La Révolution Française est l’effet de quelque chose, la suite de quelque chose. Le paradoxe des peuples respectant les rois non parce qu’ils étaient justes, mais parce qu’ils étaient rois, ne tient pas. C’est un effet de l’imagination que de croire ferme à tout ce qui est, et de repousser la critique ; c’est un effet du jugement moral, que de condamner absolument le juge prévaricateur, l’accapareur, le fermier général. La légende de Saint-Louis sous le chêne est belle ; j’y vois déjà l’égalité entre les plaideurs. La fable du Meunier Sans-Souci est belle aussi ; elle exprime que le roi est juge entre deux plaideurs, mais non point entre un plaideur et le roi lui-même. Cette idée vient du fond des âges.

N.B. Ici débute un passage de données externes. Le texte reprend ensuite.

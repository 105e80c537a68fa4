//! Diesel-backed `GiftHandoff` storing gifts and their attachments.
//!
//! A missing wishlist surfaces as a foreign-key violation and is reported as
//! a rejection.

use std::sync::Arc;

use async_trait::async_trait;
use diesel::result::{DatabaseErrorKind, Error as DieselError};
use diesel_async::RunQueryDsl;
use mockable::Clock;
use tracing::debug;
use uuid::Uuid;

use crate::domain::ports::{GiftHandoff, GiftHandoffError};
use crate::domain::{FileAttachment, GiftSpec, WishlistId};

use super::diesel_error_mapping::{map_diesel_error, map_pool_error};
use super::models::NewGiftRow;
use super::pool::DbPool;
use super::schema::gifts;

/// Persists gifts into the `gifts` table.
#[derive(Clone)]
pub struct DieselGiftHandoff {
    pool: DbPool,
    clock: Arc<dyn Clock>,
}

impl DieselGiftHandoff {
    /// Create a handoff stamping gifts with `clock`.
    pub fn new(pool: DbPool, clock: Arc<dyn Clock>) -> Self {
        Self { pool, clock }
    }
}

fn map_insert_error(error: DieselError, wishlist_id: &WishlistId) -> GiftHandoffError {
    match error {
        DieselError::DatabaseError(DatabaseErrorKind::ForeignKeyViolation, _) => {
            GiftHandoffError::rejected(format!("wishlist {wishlist_id} does not exist"))
        }
        other => map_diesel_error(other, GiftHandoffError::query, GiftHandoffError::connection),
    }
}

#[async_trait]
impl GiftHandoff for DieselGiftHandoff {
    async fn create_gift(
        &self,
        wishlist_id: &WishlistId,
        gift: &GiftSpec,
        file: FileAttachment,
    ) -> Result<(), GiftHandoffError> {
        let mut conn = self
            .pool
            .get()
            .await
            .map_err(|err| map_pool_error(err, GiftHandoffError::connection))?;
        let row = NewGiftRow {
            id: Uuid::new_v4(),
            wishlist_id: *wishlist_id.as_uuid(),
            title: gift.title.as_str(),
            description: gift.description.as_deref(),
            link: gift.link.as_deref(),
            file_name: file.file_name.as_deref(),
            file_content: file.content.as_slice(),
            file_content_type: file.content_type.as_deref(),
            created_at: self.clock.utc(),
        };

        diesel::insert_into(gifts::table)
            .values(&row)
            .execute(&mut conn)
            .await
            .map_err(|err| map_insert_error(err, wishlist_id))?;

        debug!(
            %wishlist_id,
            gift_id = %row.id,
            attachment_bytes = row.file_content.len(),
            "gift stored"
        );
        Ok(())
    }
}
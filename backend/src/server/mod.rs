//! Server construction and middleware wiring.

mod config;
mod state_builders;

pub use config::{ServerConfig, ServerSettings};

use state_builders::build_http_state;

use actix_session::{
    SessionMiddleware,
    config::{CookieContentSecurity, PersistentSession},
    storage::CookieSessionStore,
};
use actix_web::cookie::{Key, SameSite};
use actix_web::dev::{Server, ServiceFactory, ServiceRequest, ServiceResponse};
use actix_web::{App, HttpServer, web};

use wishlist_backend::Trace;
#[cfg(debug_assertions)]
use wishlist_backend::doc::ApiDoc;
use wishlist_backend::inbound::http::error::{json_error_handler, query_error_handler};
use wishlist_backend::inbound::http::health::{HealthState, live, ready};
use wishlist_backend::inbound::http::state::HttpState;
use wishlist_backend::inbound::http::wishlists;
#[cfg(debug_assertions)]
use utoipa::OpenApi;
#[cfg(debug_assertions)]
use utoipa_swagger_ui::SwaggerUi;

/// Gift attachments travel inline as base64.
const JSON_BODY_LIMIT: usize = 8 * 1024 * 1024;

#[derive(Clone)]
struct AppDependencies {
    health_state: web::Data<HealthState>,
    http_state: web::Data<HttpState>,
    key: Key,
    cookie_secure: bool,
    same_site: SameSite,
}

fn build_app(
    deps: AppDependencies,
) -> App<
    impl ServiceFactory<
        ServiceRequest,
        Config = (),
        Response = ServiceResponse,
        Error = actix_web::Error,
        InitError = (),
    >,
> {
    let AppDependencies {
        health_state,
        http_state,
        key,
        cookie_secure,
        same_site,
    } = deps;

    let session = SessionMiddleware::builder(CookieSessionStore::default(), key)
        .cookie_name("session".into())
        .cookie_path("/".into())
        .cookie_secure(cookie_secure)
        .cookie_http_only(true)
        .cookie_content_security(CookieContentSecurity::Private)
        .cookie_same_site(same_site)
        .session_lifecycle(
            PersistentSession::default().session_ttl(actix_web::cookie::time::Duration::hours(2)),
        )
        .build();

    let api = web::scope("/api/v1")
        .wrap(session)
        .configure(wishlists::configure);

    let app = App::new()
        .app_data(health_state)
        .app_data(http_state)
        .app_data(
            web::JsonConfig::default()
                .limit(JSON_BODY_LIMIT)
                .error_handler(json_error_handler),
        )
        .app_data(web::QueryConfig::default().error_handler(query_error_handler))
        .wrap(Trace)
        .service(api)
        .service(ready)
        .service(live);

    #[cfg(debug_assertions)]
    let app = app.service(SwaggerUi::new("/docs").url("/api-docs/openapi.json", ApiDoc::openapi()));
    #[cfg(not(debug_assertions))]
    let app = app;

    app
}

/// Construct an Actix HTTP server using the provided health state and configuration.
///
/// Readiness is left to the caller, which flips it once start-up work such
/// as migrations has finished.
///
/// # Errors
/// Propagates [`std::io::Error`] when binding the socket fails.
pub fn create_server(
    health_state: web::Data<HealthState>,
    config: ServerConfig,
) -> std::io::Result<Server> {
    let http_state = build_http_state(&config);
    let ServerConfig {
        key,
        cookie_secure,
        same_site,
        bind_addr,
        db_pool: _,
    } = config;

    let server = HttpServer::new(move || {
        build_app(AppDependencies {
            health_state: health_state.clone(),
            http_state: http_state.clone(),
            key: key.clone(),
            cookie_secure,
            same_site,
        })
    })
    .bind(bind_addr)?
    .run();

    Ok(server)
}
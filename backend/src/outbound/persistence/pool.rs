//! Async connection pool for Diesel PostgreSQL connections.
//!
//! Wraps `diesel-async` and `bb8`. Checkout is non-blocking and bounded by
//! the configured timeout; failures surface as [`PoolError`] so repositories
//! can map them to their own `Connection` variants.

use std::time::Duration;

use diesel_async::AsyncPgConnection;
use diesel_async::pooled_connection::AsyncDieselConnectionManager;
use diesel_async::pooled_connection::bb8::{Pool, PooledConnection};

/// Errors that can occur during pool operations.
#[derive(Debug, Clone, PartialEq, Eq, thiserror::Error)]
pub enum PoolError {
    /// Failed to check out a connection from the pool.
    #[error("failed to get connection from pool: {message}")]
    Checkout { message: String },

    /// Failed to build the connection pool.
    #[error("failed to build connection pool: {message}")]
    Build { message: String },
}

impl PoolError {
    pub fn checkout(message: impl Into<String>) -> Self {
        Self::Checkout {
            message: message.into(),
        }
    }

    pub fn build(message: impl Into<String>) -> Self {
        Self::Build {
            message: message.into(),
        }
    }

    /// Diagnostic text without the variant prefix.
    pub fn message(&self) -> &str {
        match self {
            Self::Checkout { message } | Self::Build { message } => message,
        }
    }
}

/// Configuration for the database connection pool.
///
/// Defaults: ten connections, one kept idle, ten second checkout timeout.
///
/// # Examples
/// ```
/// use std::time::Duration;
///
/// use wishlist_backend::outbound::persistence::PoolConfig;
///
/// let config = PoolConfig::new("postgres://localhost/wishlists")
///     .with_max_size(4)
///     .with_connection_timeout(Duration::from_secs(2));
/// assert_eq!(config.max_size(), 4);
/// ```
#[derive(Debug, Clone)]
pub struct PoolConfig {
    database_url: String,
    max_size: u32,
    min_idle: Option<u32>,
    connection_timeout: Duration,
}

impl PoolConfig {
    pub fn new(database_url: impl Into<String>) -> Self {
        Self {
            database_url: database_url.into(),
            max_size: 10,
            min_idle: Some(1),
            connection_timeout: Duration::from_secs(10),
        }
    }

    pub fn with_max_size(mut self, max_size: u32) -> Self {
        self.max_size = max_size;
        self
    }

    pub fn with_min_idle(mut self, min_idle: Option<u32>) -> Self {
        self.min_idle = min_idle;
        self
    }

    pub fn with_connection_timeout(mut self, timeout: Duration) -> Self {
        self.connection_timeout = timeout;
        self
    }

    pub fn database_url(&self) -> &str {
        &self.database_url
    }

    pub fn max_size(&self) -> u32 {
        self.max_size
    }
}

/// Async connection pool for PostgreSQL via Diesel.
#[derive(Clone)]
pub struct DbPool {
    inner: Pool<AsyncPgConnection>,
}

impl DbPool {
    /// Build a pool from `config`.
    ///
    /// # Errors
    ///
    /// Returns [`PoolError::Build`] if the pool cannot be constructed.
    pub async fn new(config: PoolConfig) -> Result<Self, PoolError> {
        let manager = AsyncDieselConnectionManager::<AsyncPgConnection>::new(&config.database_url);
        let inner = Pool::builder()
            .max_size(config.max_size)
            .min_idle(config.min_idle)
            .connection_timeout(config.connection_timeout)
            .build(manager)
            .await
            .map_err(|err| PoolError::build(err.to_string()))?;
        Ok(Self { inner })
    }

    /// Check out a connection.
    ///
    /// # Errors
    ///
    /// Returns [`PoolError::Checkout`] when no connection frees up within
    /// the configured timeout.
    pub async fn get(&self) -> Result<PooledConnection<'_, AsyncPgConnection>, PoolError> {
        self.inner
            .get()
            .await
            .map_err(|err| PoolError::checkout(err.to_string()))
    }
}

Le christianisme fut une révolution. Peut-on dire qu’elle était sans racines ? Ce fut une explosion du jugement moral contre les puissances d’Imagination. Les dieux païens avaient une longue histoire à montrer ; la Fraternité aussi. Il a fallu traduire les Dieux devant la conscience. Le Protestantisme marque un mouvement de ce genre ; la Révolution aussi ; le Socialisme aussi. Pourquoi prononcez-vous qu’une Révision n’est plus à faire, quand tout change autour de nous par le progrès des sciences et l’évolution de l’Industrie, quand il est clair aussi que l’Imagination se fait toujours des Idoles, et que toute Sagesse s’endort dans la coutume ? N’est-ce pas toute l’histoire, que cette résistance des Puissances Établies ? Penser seulement sous cette idée-là, est-ce humain ? N’est-ce pas plutôt animal ? Les morts gouvernent les vivants, soit. Mais les morts veulent-ils être imités ou continués ? Dans le passé, dans tout homme du passé, il y a soumission et révolte, coutume et invention. Lequel dois-je adorer ? Pourquoi ma piété pour les morts irait-elle toute aux oppresseurs ? Jeanne d’Arc fut-elle si résignée ? Rousseau avait-il moins d’ancêtres que Louis XV ?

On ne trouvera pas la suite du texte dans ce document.